Information shown Block Start

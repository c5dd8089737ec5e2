//! Mock broker link for testing without a real broker.
//!
//! A [`MockConnector`] hands out [`MockLink`]s that replay a scripted event
//! sequence and record every call into a shared [`MockRecorder`] for
//! assertion in tests.

use std::collections::VecDeque;
use std::sync::{Arc, Mutex};
use std::time::Duration;

use async_trait::async_trait;
use rumqttc::QoS;

use pubstep_protocol::ConnectionConfig;

use crate::error::{MqttError, MqttResult};
use crate::events::LinkEvent;
use crate::link::{Connector, Link, new_client_id};

/// A scripted event. Cloneable so one script can drive many links.
#[derive(Debug, Clone)]
pub enum MockEvent {
    Connected,
    PublishAcked,
    Closed,
    Error(String),
}

impl MockEvent {
    fn into_link_event(self) -> LinkEvent {
        match self {
            Self::Connected => LinkEvent::Connected,
            Self::PublishAcked => LinkEvent::PublishAcked,
            Self::Closed => LinkEvent::Closed,
            Self::Error(detail) => LinkEvent::Error(MqttError::Connection(detail)),
        }
    }
}

/// A recorded publish call.
#[derive(Debug, Clone)]
pub struct PublishedMessage {
    pub client_id: String,
    pub topic: String,
    pub payload: Vec<u8>,
    pub qos: QoS,
}

#[derive(Debug, Default)]
struct Recorded {
    opened: Vec<ConnectionConfig>,
    client_ids: Vec<String>,
    published: Vec<PublishedMessage>,
    disconnects: usize,
    close_calls: usize,
    releases: usize,
}

/// Shared record of everything the links of one connector did.
#[derive(Debug, Default)]
pub struct MockRecorder {
    inner: Mutex<Recorded>,
}

impl MockRecorder {
    /// Configs passed to `open`, including failed opens.
    pub fn opened(&self) -> Vec<ConnectionConfig> {
        self.inner.lock().unwrap().opened.clone()
    }

    pub fn open_count(&self) -> usize {
        self.inner.lock().unwrap().opened.len()
    }

    pub fn client_ids(&self) -> Vec<String> {
        self.inner.lock().unwrap().client_ids.clone()
    }

    pub fn published(&self) -> Vec<PublishedMessage> {
        self.inner.lock().unwrap().published.clone()
    }

    pub fn disconnects(&self) -> usize {
        self.inner.lock().unwrap().disconnects
    }

    /// Every `close()` call, including no-op repeats and the one from drop.
    pub fn close_calls(&self) -> usize {
        self.inner.lock().unwrap().close_calls
    }

    /// Number of times a link actually released its connection.
    pub fn releases(&self) -> usize {
        self.inner.lock().unwrap().releases
    }
}

/// Mock implementation of the [`Connector`] trait.
///
/// An empty script models a silent broker: `next_event` never resolves.
#[derive(Debug, Clone, Default)]
pub struct MockConnector {
    script: VecDeque<(Duration, MockEvent)>,
    publish_error: Option<String>,
    open_error: Option<String>,
    recorder: Arc<MockRecorder>,
}

impl MockConnector {
    pub fn new() -> Self {
        Self::default()
    }

    /// A broker that accepts the session and acknowledges the publish.
    pub fn acking() -> Self {
        Self::new()
            .with_event(MockEvent::Connected)
            .with_event(MockEvent::PublishAcked)
    }

    /// Append an event delivered immediately when polled.
    pub fn with_event(self, event: MockEvent) -> Self {
        self.with_delayed_event(Duration::ZERO, event)
    }

    /// Append an event delivered once a poll has waited `delay` for it.
    pub fn with_delayed_event(mut self, delay: Duration, event: MockEvent) -> Self {
        self.script.push_back((delay, event));
        self
    }

    /// Make every `publish` call fail with `detail`.
    pub fn with_publish_error(mut self, detail: impl Into<String>) -> Self {
        self.publish_error = Some(detail.into());
        self
    }

    /// Make every `open` call fail with `detail`.
    pub fn with_open_error(mut self, detail: impl Into<String>) -> Self {
        self.open_error = Some(detail.into());
        self
    }

    pub fn recorder(&self) -> Arc<MockRecorder> {
        Arc::clone(&self.recorder)
    }
}

impl Connector for MockConnector {
    type Link = MockLink;

    fn open(&self, config: &ConnectionConfig) -> MqttResult<MockLink> {
        self.recorder
            .inner
            .lock()
            .unwrap()
            .opened
            .push(config.clone());

        if let Some(detail) = &self.open_error {
            return Err(MqttError::InvalidOptions(detail.clone()));
        }

        let client_id = new_client_id("mock");
        self.recorder
            .inner
            .lock()
            .unwrap()
            .client_ids
            .push(client_id.clone());

        Ok(MockLink {
            client_id,
            script: self.script.clone(),
            publish_error: self.publish_error.clone(),
            closed: false,
            recorder: Arc::clone(&self.recorder),
        })
    }
}

/// Link handed out by [`MockConnector`].
pub struct MockLink {
    client_id: String,
    script: VecDeque<(Duration, MockEvent)>,
    publish_error: Option<String>,
    closed: bool,
    recorder: Arc<MockRecorder>,
}

#[async_trait]
impl Link for MockLink {
    fn client_id(&self) -> &str {
        &self.client_id
    }

    async fn next_event(&mut self) -> LinkEvent {
        if self.closed {
            return LinkEvent::Closed;
        }
        let Some((delay, _)) = self.script.front() else {
            return std::future::pending().await;
        };
        tokio::time::sleep(*delay).await;

        // Pop only after the delay so a cancelled poll keeps the event.
        let Some((_, event)) = self.script.pop_front() else {
            return std::future::pending().await;
        };
        if matches!(event, MockEvent::Closed) {
            self.close();
        }
        event.into_link_event()
    }

    async fn publish(&mut self, topic: &str, payload: &[u8], qos: QoS) -> MqttResult<()> {
        if self.closed {
            return Err(MqttError::Closed);
        }
        if let Some(detail) = &self.publish_error {
            return Err(MqttError::Publish(detail.clone()));
        }
        self.recorder
            .inner
            .lock()
            .unwrap()
            .published
            .push(PublishedMessage {
                client_id: self.client_id.clone(),
                topic: topic.to_string(),
                payload: payload.to_vec(),
                qos,
            });
        Ok(())
    }

    async fn disconnect(&mut self) -> MqttResult<()> {
        if self.closed {
            return Err(MqttError::Closed);
        }
        self.recorder.inner.lock().unwrap().disconnects += 1;
        self.script.push_front((Duration::ZERO, MockEvent::Closed));
        Ok(())
    }

    fn close(&mut self) {
        let mut recorded = self.recorder.inner.lock().unwrap();
        recorded.close_calls += 1;
        if !self.closed {
            self.closed = true;
            recorded.releases += 1;
        }
    }

    fn is_closed(&self) -> bool {
        self.closed
    }
}

impl Drop for MockLink {
    fn drop(&mut self) {
        self.close();
    }
}

#[cfg(test)]
mod tests {
    use super::*;
    use pubstep_protocol::Transport;

    fn config() -> ConnectionConfig {
        ConnectionConfig {
            host: "broker.local".into(),
            port: 1883,
            transport: Transport::Tcp,
            username: None,
            password: None,
        }
    }

    #[tokio::test]
    async fn replays_script_in_order() {
        let connector = MockConnector::acking();
        let mut link = connector.open(&config()).unwrap();

        assert!(matches!(link.next_event().await, LinkEvent::Connected));
        link.publish("sensors/temp", b"21.5", QoS::AtLeastOnce)
            .await
            .unwrap();
        assert!(matches!(link.next_event().await, LinkEvent::PublishAcked));

        let published = connector.recorder().published();
        assert_eq!(published.len(), 1);
        assert_eq!(published[0].topic, "sensors/temp");
        assert_eq!(published[0].payload, b"21.5");
    }

    #[tokio::test]
    async fn disconnect_yields_closed_and_releases() {
        let connector = MockConnector::new().with_event(MockEvent::Connected);
        let recorder = connector.recorder();
        let mut link = connector.open(&config()).unwrap();

        assert!(matches!(link.next_event().await, LinkEvent::Connected));
        link.disconnect().await.unwrap();
        assert!(matches!(link.next_event().await, LinkEvent::Closed));
        assert!(link.is_closed());
        assert_eq!(recorder.disconnects(), 1);
        assert_eq!(recorder.releases(), 1);
    }

    #[tokio::test]
    async fn close_releases_once() {
        let connector = MockConnector::new();
        let recorder = connector.recorder();
        let mut link = connector.open(&config()).unwrap();
        link.close();
        link.close();
        drop(link);

        assert_eq!(recorder.close_calls(), 3);
        assert_eq!(recorder.releases(), 1);
    }

    #[tokio::test(start_paused = true)]
    async fn delayed_event_waits() {
        let connector = MockConnector::new()
            .with_delayed_event(Duration::from_secs(5), MockEvent::Connected);
        let mut link = connector.open(&config()).unwrap();

        let start = tokio::time::Instant::now();
        assert!(matches!(link.next_event().await, LinkEvent::Connected));
        assert!(start.elapsed() >= Duration::from_secs(5));
    }

    #[tokio::test(start_paused = true)]
    async fn cancelled_poll_keeps_event() {
        let connector = MockConnector::new()
            .with_delayed_event(Duration::from_secs(5), MockEvent::Connected);
        let mut link = connector.open(&config()).unwrap();

        let early = tokio::time::timeout(Duration::from_secs(1), link.next_event()).await;
        assert!(early.is_err());
        assert!(matches!(link.next_event().await, LinkEvent::Connected));
    }

    #[tokio::test]
    async fn open_error_recorded() {
        let connector = MockConnector::new().with_open_error("bad options");
        let err = connector.open(&config()).err().expect("should fail");
        assert!(matches!(err, MqttError::InvalidOptions(_)));
        assert_eq!(connector.recorder().open_count(), 1);
        assert!(connector.recorder().client_ids().is_empty());
    }

    #[tokio::test]
    async fn publish_error_injected() {
        let connector = MockConnector::acking().with_publish_error("queue full");
        let mut link = connector.open(&config()).unwrap();
        let err = link
            .publish("t", b"m", QoS::AtLeastOnce)
            .await
            .err()
            .expect("should fail");
        assert_eq!(err.detail(), "queue full");
        assert!(connector.recorder().published().is_empty());
    }
}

Information shown Block End

Assignment: Above is a listing; print exactly its lines from the one with "pub fn releases(&self)" through the one with "Self::new()", and no other lines.

Written answer:
    pub fn releases(&self) -> usize {
        self.inner.lock().unwrap().releases
    }
}

/// Mock implementation of the [`Connector`] trait.
///
/// An empty script models a silent broker: `next_event` never resolves.
#[derive(Debug, Clone, Default)]
pub struct MockConnector {
    script: VecDeque<(Duration, MockEvent)>,
    publish_error: Option<String>,
    open_error: Option<String>,
    recorder: Arc<MockRecorder>,
}

impl MockConnector {
    pub fn new() -> Self {
        Self::default()
    }

    /// A broker that accepts the session and acknowledges the publish.
    pub fn acking() -> Self {
        Self::new()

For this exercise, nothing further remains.